Among the records, find the lines that hold the string "expected" and return them.

----- DATA PROVIDED -----

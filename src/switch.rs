use crate::{
    bus::{match_rom, read_rom, reset, OneWire},
    consts::ds2413,
    rom::RomCode,
    Error,
};

use bitfield::bitfield;

bitfield! {
    /// DS2413 PIO status byte.
    #[derive(Clone, Copy, PartialEq, Eq)]
    pub struct PioStatus(u8);
    impl Debug;
    pub pio_a, _: 0;
    pub latch_a, _: 1;
    pub pio_b, _: 2;
    pub latch_b, _: 3;
    pub u8, state, _: 3, 0;
    pub u8, complement, _: 7, 4;
}

impl PioStatus {
    /// Upper nibble must be the complement of the lower one.
    pub fn is_valid(&self) -> bool {
        self.state() ^ self.complement() == 0x0F
    }

    /// Sensed pin level of `channel`.
    pub fn pin(&self, channel: Channel) -> bool {
        match channel {
            Channel::A => self.pio_a(),
            Channel::B => self.pio_b(),
        }
    }

    /// Output latch of `channel`, `false` means the output transistor conducts.
    pub fn latch(&self, channel: Channel) -> bool {
        match channel {
            Channel::A => self.latch_a(),
            Channel::B => self.latch_b(),
        }
    }
}

/// Switch channel.
#[derive(Debug, Clone, Copy, PartialEq, Eq)]
#[cfg_attr(feature = "defmt", derive(defmt::Format))]
pub enum Channel {
    A,
    B,
}

/// 1-Wire Switch click (DS2413) driver.
pub struct Ds2413<W: OneWire> {
    bus: W,
    rom: RomCode,
}

impl<W: OneWire> Ds2413<W> {
    /// Creates a new [`Ds2413<W>`] for the device at `rom`.
    pub fn new(bus: W, rom: RomCode) -> Result<Self, Error<W::Error>> {
        if rom.family() != ds2413::FAMILY_CODE {
            error!("Not a DS2413, family: 0x{=u8:02X}", rom.family());
            return Err(Error::InvalidFamily(rom.family()));
        }

        Ok(Ds2413 { bus, rom })
    }

    /// Creates a new [`Ds2413<W>`] for the only device on the bus.
    pub fn discover(mut bus: W) -> Result<Self, Error<W::Error>> {
        let rom = read_rom(&mut bus)?;
        info!("DS2413 found: {:02X}", rom.to_bytes());

        Self::new(bus, rom)
    }

    /// Device address.
    pub fn rom(&self) -> RomCode {
        self.rom
    }

    /// Returns the bus.
    pub fn free(self) -> W {
        self.bus
    }

    /// Validate status byte.
    fn check_status(byte: u8) -> Result<PioStatus, Error<W::Error>> {
        let status = PioStatus(byte);

        if status.is_valid() {
            Ok(status)
        } else {
            error!("DS2413 status complement mismatch: 0x{=u8:02X}", byte);
            Err(Error::ComplementMismatch(byte))
        }
    }

    /// Read pin levels and output latches.
    pub fn read_status(&mut self) -> Result<PioStatus, Error<W::Error>> {
        match_rom(&mut self.bus, &self.rom)?;
        self.bus
            .write_byte(ds2413::PIO_ACCESS_READ)
            .map_err(Error::Bus)?;
        let byte = self.bus.read_byte().map_err(Error::Bus)?;
        reset(&mut self.bus)?;

        Self::check_status(byte)
    }

    /// Write both output latches, `true` releases the output.
    pub fn write_latches(&mut self, a: bool, b: bool) -> Result<PioStatus, Error<W::Error>> {
        let value = ds2413::LATCH_UNUSED_BITS | (u8::from(b) << 1) | u8::from(a);

        match_rom(&mut self.bus, &self.rom)?;
        self.bus
            .write_bytes(&[ds2413::PIO_ACCESS_WRITE, value, !value])
            .map_err(Error::Bus)?;
        let confirmation = self.bus.read_byte().map_err(Error::Bus)?;
        let byte = self.bus.read_byte().map_err(Error::Bus)?;
        reset(&mut self.bus)?;

        if confirmation != ds2413::WRITE_CONFIRMATION {
            error!("DS2413 write not confirmed: 0x{=u8:02X}", confirmation);
            return Err(Error::WriteNotConfirmed(confirmation));
        }

        Self::check_status(byte)
    }

    /// Switch one channel, `on` makes the output transistor conduct.
    pub fn set_channel(&mut self, channel: Channel, on: bool) -> Result<PioStatus, Error<W::Error>> {
        let status = self.read_status()?;

        match channel {
            Channel::A => self.write_latches(!on, status.latch_b()),
            Channel::B => self.write_latches(status.latch_a(), !on),
        }
    }
}

#[cfg(test)]
mod tests {
    use super::*;
    use crate::bus::tests::ScriptedBus;
    use crate::consts::rom_commands;
    use std::vec::Vec;

    const ROM: [u8; 8] = [0x3A, 0x12, 0x34, 0x56, 0x78, 0x9A, 0x00, 0x0E];

    fn addressed(command: &[u8]) -> Vec<u8> {
        let mut bytes = Vec::from([rom_commands::MATCH_ROM]);
        bytes.extend_from_slice(&ROM);
        bytes.extend_from_slice(command);
        bytes
    }

    fn switch(reads: &[u8]) -> Ds2413<ScriptedBus> {
        Ds2413::new(ScriptedBus::new(reads), RomCode::from_bytes(ROM)).unwrap()
    }

    #[test]
    fn status_bits() {
        let status = PioStatus(0x3C);
        assert!(status.is_valid());
        assert!(!status.pin(Channel::A));
        assert!(!status.latch(Channel::A));
        assert!(status.pin(Channel::B));
        assert!(status.latch(Channel::B));
        assert!(!PioStatus(0x33).is_valid());
    }

    #[test]
    fn rejects_other_family() {
        let rom = RomCode::new(0x28, 1);
        assert!(matches!(
            Ds2413::new(ScriptedBus::new(&[]), rom),
            Err(Error::InvalidFamily(0x28))
        ));
    }

    #[test]
    fn discover_reads_rom() {
        let switch = Ds2413::discover(ScriptedBus::new(&ROM)).unwrap();
        assert_eq!(switch.rom().to_bytes(), ROM);
        assert_eq!(switch.free().written, [rom_commands::READ_ROM]);
    }

    #[test]
    fn discover_rejects_corrupted_rom() {
        let mut rom = ROM;
        rom[3] ^= 0x10;
        assert!(matches!(
            Ds2413::discover(ScriptedBus::new(&rom)),
            Err(Error::CrcError(0x0E, _))
        ));
    }

    #[test]
    fn read_status() {
        let mut switch = switch(&[0xC3]);

        let status = switch.read_status().unwrap();
        assert_eq!(status.state(), 0b0011);
        assert!(status.pio_a());
        assert!(status.latch_a());
        assert!(!status.pio_b());

        let bus = switch.free();
        assert_eq!(bus.written, addressed(&[ds2413::PIO_ACCESS_READ]));
        assert_eq!(bus.resets, 2);
    }

    #[test]
    fn read_status_complement_mismatch() {
        let mut switch = switch(&[0x33]);
        assert_eq!(switch.read_status(), Err(Error::ComplementMismatch(0x33)));
        assert_eq!(switch.free().resets, 2);
    }

    #[test]
    fn write_latches() {
        let mut switch = switch(&[ds2413::WRITE_CONFIRMATION, 0x3C]);

        let status = switch.write_latches(false, true).unwrap();
        assert!(!status.latch_a());
        assert!(status.latch_b());
        assert_eq!(
            switch.free().written,
            addressed(&[ds2413::PIO_ACCESS_WRITE, 0xFE, 0x01])
        );
    }

    #[test]
    fn write_latches_not_confirmed() {
        let mut switch = switch(&[0xFF, 0xFF]);
        assert_eq!(
            switch.write_latches(true, true),
            Err(Error::WriteNotConfirmed(0xFF))
        );
    }

    #[test]
    fn set_channel_keeps_other_latch() {
        let mut switch = switch(&[0x0F]);
        switch.bus.push_reads(&[ds2413::WRITE_CONFIRMATION, 0x3C]);

        let status = switch.set_channel(Channel::A, true).unwrap();
        assert!(!status.latch(Channel::A));

        let bus = switch.free();
        let mut expected = addressed(&[ds2413::PIO_ACCESS_READ]);
        expected.extend(addressed(&[ds2413::PIO_ACCESS_WRITE, 0xFE, 0x01]));
        assert_eq!(bus.written, expected);
        assert_eq!(bus.unread(), 0);
    }

    #[test]
    fn no_presence() {
        let mut switch = Ds2413::new(ScriptedBus::absent(), RomCode::from_bytes(ROM)).unwrap();
        assert_eq!(switch.read_status(), Err(Error::NoPresence));
    }
}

-----

■ **COMPLETED EXERCISE**
        let mut expected = addressed(&[ds2413::PIO_ACCESS_READ]);
        expected.extend(addressed(&[ds2413::PIO_ACCESS_WRITE, 0xFE, 0x01]));
        assert_eq!(bus.written, expected);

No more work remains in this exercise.